■ **WORKING DATA**

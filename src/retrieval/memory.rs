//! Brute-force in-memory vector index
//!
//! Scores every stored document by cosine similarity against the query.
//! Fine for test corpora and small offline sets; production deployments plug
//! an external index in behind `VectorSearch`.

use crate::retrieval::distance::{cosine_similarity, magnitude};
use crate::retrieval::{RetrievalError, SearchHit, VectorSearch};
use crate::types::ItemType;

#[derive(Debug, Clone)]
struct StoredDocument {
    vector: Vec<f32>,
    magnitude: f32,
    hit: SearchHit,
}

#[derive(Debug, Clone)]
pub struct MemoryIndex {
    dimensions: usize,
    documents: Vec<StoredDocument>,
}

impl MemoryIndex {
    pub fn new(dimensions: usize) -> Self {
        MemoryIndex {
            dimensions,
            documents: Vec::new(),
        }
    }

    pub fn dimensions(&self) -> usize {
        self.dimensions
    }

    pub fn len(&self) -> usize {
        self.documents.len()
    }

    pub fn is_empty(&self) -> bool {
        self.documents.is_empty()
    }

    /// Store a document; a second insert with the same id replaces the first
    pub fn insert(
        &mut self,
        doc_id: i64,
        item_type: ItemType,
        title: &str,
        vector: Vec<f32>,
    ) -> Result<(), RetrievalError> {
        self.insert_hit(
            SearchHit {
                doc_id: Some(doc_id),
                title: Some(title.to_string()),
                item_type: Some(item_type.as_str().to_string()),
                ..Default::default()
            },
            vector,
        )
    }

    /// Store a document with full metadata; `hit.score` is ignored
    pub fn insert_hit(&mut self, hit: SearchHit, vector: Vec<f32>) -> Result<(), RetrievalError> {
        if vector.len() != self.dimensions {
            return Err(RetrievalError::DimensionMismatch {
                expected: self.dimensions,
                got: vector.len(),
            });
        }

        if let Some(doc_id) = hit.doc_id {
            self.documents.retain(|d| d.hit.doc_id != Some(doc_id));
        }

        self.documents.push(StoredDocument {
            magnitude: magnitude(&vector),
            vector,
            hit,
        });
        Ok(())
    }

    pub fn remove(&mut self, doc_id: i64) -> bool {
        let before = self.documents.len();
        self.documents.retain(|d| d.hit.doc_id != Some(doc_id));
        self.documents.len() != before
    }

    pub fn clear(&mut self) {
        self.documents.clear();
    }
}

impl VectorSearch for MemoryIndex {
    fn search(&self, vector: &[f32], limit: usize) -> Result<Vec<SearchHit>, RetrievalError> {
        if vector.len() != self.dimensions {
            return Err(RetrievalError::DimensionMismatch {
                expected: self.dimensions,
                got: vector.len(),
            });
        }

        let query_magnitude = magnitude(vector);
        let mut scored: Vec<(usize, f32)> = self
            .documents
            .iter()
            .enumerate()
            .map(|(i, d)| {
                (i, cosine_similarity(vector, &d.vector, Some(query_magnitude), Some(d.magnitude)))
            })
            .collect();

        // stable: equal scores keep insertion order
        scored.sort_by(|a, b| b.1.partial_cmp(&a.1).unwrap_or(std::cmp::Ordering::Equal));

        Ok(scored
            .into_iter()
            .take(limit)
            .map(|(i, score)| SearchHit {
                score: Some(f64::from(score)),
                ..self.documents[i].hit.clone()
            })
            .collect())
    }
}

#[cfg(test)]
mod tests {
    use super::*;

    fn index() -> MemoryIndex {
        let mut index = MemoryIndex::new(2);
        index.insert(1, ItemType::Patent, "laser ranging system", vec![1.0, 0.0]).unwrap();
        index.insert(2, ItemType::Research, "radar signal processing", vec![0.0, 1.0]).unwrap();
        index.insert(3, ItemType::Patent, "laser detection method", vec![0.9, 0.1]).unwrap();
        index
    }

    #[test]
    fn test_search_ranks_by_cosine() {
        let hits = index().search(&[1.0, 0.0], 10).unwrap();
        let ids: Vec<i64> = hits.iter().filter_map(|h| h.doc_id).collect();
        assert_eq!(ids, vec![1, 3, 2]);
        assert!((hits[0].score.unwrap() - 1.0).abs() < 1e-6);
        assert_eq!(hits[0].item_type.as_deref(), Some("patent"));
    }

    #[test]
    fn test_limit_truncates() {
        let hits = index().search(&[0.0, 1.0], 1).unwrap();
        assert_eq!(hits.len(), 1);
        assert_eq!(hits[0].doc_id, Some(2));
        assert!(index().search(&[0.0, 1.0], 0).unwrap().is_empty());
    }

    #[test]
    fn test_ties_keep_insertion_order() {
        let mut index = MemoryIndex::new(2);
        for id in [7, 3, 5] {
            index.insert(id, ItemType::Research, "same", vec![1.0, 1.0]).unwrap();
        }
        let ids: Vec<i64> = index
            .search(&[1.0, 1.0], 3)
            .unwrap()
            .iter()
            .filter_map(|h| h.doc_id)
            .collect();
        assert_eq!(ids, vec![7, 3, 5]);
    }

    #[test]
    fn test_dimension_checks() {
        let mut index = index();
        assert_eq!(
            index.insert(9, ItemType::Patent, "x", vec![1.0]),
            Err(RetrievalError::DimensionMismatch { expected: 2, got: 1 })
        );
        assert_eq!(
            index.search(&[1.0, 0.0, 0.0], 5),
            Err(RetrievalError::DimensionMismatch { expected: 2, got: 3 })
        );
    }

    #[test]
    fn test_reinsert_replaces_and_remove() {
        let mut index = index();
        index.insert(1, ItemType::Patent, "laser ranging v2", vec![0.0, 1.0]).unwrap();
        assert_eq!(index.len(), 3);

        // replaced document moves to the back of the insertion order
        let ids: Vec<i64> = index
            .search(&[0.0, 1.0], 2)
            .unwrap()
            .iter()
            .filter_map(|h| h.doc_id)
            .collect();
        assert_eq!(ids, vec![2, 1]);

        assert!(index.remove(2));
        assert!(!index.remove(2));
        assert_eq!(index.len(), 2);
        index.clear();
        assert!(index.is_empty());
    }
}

==

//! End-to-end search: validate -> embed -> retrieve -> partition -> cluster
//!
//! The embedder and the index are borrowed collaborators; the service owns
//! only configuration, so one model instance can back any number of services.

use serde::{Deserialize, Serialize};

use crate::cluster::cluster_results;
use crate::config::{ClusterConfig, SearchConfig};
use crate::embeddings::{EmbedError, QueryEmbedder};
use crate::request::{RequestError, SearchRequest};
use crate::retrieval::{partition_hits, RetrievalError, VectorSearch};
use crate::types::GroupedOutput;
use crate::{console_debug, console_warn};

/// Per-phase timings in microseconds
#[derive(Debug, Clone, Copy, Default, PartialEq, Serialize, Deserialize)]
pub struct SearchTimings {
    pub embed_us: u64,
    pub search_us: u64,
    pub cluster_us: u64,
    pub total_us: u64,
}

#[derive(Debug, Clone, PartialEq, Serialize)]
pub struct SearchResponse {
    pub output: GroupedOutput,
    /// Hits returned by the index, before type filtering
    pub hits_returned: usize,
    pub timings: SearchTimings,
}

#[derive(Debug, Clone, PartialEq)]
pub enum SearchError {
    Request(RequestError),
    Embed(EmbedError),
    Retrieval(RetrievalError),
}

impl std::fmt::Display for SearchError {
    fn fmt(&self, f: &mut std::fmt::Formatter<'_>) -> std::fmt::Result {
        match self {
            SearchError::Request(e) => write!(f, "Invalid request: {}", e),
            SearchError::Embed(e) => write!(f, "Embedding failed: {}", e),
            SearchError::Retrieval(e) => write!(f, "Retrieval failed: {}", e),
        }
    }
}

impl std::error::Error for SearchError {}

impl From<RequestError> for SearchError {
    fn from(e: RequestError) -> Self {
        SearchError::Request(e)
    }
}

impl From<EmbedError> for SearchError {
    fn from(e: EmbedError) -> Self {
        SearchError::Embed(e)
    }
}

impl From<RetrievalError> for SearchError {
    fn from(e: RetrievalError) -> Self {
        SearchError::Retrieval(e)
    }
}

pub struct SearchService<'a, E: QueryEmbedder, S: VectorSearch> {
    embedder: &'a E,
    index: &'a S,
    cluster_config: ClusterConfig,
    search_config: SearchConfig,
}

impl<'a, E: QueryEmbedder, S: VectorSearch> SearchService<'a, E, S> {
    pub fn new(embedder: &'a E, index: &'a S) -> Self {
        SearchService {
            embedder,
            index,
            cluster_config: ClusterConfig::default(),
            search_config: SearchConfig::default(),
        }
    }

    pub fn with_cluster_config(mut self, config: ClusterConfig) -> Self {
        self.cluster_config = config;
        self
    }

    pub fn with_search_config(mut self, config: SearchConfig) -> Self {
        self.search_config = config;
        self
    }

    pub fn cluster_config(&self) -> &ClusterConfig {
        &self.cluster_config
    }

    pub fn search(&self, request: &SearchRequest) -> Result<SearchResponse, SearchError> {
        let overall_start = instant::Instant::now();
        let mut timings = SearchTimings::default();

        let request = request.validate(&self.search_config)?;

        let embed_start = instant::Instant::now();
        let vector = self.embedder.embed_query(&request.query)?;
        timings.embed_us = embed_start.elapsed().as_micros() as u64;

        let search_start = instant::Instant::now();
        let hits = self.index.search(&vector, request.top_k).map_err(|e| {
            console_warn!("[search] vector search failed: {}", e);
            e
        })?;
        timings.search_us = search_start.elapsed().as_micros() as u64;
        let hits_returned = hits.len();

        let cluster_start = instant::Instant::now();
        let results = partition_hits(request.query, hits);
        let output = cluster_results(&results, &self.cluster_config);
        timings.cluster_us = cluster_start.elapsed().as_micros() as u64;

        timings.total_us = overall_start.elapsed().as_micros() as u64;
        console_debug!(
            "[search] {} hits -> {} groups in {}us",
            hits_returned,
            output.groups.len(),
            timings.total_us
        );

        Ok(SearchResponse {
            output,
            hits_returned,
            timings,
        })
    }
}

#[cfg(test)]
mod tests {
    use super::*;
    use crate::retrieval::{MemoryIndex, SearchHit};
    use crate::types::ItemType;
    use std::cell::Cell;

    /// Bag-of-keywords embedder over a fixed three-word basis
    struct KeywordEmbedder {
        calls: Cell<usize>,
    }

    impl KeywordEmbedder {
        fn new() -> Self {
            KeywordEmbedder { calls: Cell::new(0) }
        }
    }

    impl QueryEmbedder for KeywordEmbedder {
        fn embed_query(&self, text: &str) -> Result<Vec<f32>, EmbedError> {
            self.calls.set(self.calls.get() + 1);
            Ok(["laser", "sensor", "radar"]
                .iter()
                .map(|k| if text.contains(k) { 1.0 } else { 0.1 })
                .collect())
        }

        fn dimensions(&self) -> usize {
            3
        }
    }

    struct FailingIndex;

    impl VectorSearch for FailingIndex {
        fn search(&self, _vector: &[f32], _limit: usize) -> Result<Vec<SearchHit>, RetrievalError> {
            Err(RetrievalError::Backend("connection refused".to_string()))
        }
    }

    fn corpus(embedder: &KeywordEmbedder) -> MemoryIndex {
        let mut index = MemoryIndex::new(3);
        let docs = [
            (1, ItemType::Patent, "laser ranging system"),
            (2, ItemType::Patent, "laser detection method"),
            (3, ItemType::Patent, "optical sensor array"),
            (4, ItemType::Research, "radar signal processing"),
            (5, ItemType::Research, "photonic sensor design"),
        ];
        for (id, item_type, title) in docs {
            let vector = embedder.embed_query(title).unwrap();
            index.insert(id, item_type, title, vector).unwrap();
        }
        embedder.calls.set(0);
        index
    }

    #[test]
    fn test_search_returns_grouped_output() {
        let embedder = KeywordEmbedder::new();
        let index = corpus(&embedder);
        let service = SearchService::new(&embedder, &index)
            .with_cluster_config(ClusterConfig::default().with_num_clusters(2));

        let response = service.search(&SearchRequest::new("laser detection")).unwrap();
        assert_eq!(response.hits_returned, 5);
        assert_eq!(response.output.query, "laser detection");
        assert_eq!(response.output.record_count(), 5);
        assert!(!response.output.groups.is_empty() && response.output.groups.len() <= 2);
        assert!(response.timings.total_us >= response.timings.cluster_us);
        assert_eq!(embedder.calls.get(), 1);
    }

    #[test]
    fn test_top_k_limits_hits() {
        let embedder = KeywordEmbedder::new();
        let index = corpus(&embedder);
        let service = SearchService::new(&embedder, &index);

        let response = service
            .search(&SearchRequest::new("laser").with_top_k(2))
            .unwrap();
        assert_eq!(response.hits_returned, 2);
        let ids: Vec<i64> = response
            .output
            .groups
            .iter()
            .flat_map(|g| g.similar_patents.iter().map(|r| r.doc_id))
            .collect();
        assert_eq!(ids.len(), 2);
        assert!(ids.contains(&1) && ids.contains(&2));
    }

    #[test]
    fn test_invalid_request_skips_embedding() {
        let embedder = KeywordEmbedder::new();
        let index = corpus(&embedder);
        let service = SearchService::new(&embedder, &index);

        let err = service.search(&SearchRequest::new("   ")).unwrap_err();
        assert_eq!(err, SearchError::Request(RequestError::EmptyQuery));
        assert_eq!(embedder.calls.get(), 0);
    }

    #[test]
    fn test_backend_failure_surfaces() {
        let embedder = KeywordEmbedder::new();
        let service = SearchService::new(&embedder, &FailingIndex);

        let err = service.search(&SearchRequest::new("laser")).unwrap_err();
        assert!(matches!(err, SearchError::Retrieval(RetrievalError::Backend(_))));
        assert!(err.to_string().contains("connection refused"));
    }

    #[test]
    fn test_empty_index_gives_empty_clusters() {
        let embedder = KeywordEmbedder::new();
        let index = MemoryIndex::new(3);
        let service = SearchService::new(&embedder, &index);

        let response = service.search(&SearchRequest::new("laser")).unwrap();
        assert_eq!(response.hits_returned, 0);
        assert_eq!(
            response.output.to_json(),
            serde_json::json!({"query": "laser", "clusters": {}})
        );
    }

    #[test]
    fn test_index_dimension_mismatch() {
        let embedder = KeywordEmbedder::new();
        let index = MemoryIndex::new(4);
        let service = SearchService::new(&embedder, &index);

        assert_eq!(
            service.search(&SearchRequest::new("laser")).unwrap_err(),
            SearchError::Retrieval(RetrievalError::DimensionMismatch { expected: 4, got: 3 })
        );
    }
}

■ **YOUR OBJECTIVE**
All that is wanted is the stretch of lines above from the one containing "pub fn len(&self)" through the one containing "pub fn insert_hit(&mut", duplicated exactly.

■ **RESPONSE TO THE TASK**
    pub fn len(&self) -> usize {
        self.documents.len()
    }

    pub fn is_empty(&self) -> bool {
        self.documents.is_empty()
    }

    /// Store a document; a second insert with the same id replaces the first
    pub fn insert(
        &mut self,
        doc_id: i64,
        item_type: ItemType,
        title: &str,
        vector: Vec<f32>,
    ) -> Result<(), RetrievalError> {
        self.insert_hit(
            SearchHit {
                doc_id: Some(doc_id),
                title: Some(title.to_string()),
                item_type: Some(item_type.as_str().to_string()),
                ..Default::default()
            },
            vector,
        )
    }

    /// Store a document with full metadata; `hit.score` is ignored
    pub fn insert_hit(&mut self, hit: SearchHit, vector: Vec<f32>) -> Result<(), RetrievalError> {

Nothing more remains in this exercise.